(Dataset items)
※ ※ ※

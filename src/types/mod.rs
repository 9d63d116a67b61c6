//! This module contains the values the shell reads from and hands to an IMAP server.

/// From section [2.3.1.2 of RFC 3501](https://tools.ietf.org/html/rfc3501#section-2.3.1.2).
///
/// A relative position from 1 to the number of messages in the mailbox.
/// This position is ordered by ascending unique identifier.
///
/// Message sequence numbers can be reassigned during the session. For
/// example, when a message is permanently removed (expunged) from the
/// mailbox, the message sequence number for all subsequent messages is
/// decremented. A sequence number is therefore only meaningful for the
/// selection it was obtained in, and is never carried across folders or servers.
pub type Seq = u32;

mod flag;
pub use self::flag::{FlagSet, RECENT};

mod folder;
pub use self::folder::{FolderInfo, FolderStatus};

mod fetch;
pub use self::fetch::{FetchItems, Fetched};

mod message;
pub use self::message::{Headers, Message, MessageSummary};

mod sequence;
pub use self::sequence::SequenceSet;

※ ※ ※

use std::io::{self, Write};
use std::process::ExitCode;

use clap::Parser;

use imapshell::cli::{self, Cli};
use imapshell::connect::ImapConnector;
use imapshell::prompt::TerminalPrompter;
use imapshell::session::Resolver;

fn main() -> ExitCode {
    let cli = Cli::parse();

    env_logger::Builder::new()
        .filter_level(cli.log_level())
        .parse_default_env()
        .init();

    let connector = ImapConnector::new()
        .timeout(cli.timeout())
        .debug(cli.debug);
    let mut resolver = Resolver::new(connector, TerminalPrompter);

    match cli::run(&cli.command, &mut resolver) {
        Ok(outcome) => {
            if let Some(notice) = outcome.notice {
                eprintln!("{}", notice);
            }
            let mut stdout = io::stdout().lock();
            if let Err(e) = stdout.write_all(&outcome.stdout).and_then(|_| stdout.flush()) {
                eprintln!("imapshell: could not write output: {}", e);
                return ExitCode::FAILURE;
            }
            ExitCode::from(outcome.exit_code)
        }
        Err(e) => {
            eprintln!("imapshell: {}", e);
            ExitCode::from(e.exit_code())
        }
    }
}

※ ※ ※

▸ WHAT IS REQUIRED: Could you transcribe the entries above word for word, from the line with "use imapshell::session::Resolver;" down to the line with "let mut resolver", keeping both?

▸ RESULT BELOW:
use imapshell::session::Resolver;

fn main() -> ExitCode {
    let cli = Cli::parse();

    env_logger::Builder::new()
        .filter_level(cli.log_level())
        .parse_default_env()
        .init();

    let connector = ImapConnector::new()
        .timeout(cli.timeout())
        .debug(cli.debug);
    let mut resolver = Resolver::new(connector, TerminalPrompter);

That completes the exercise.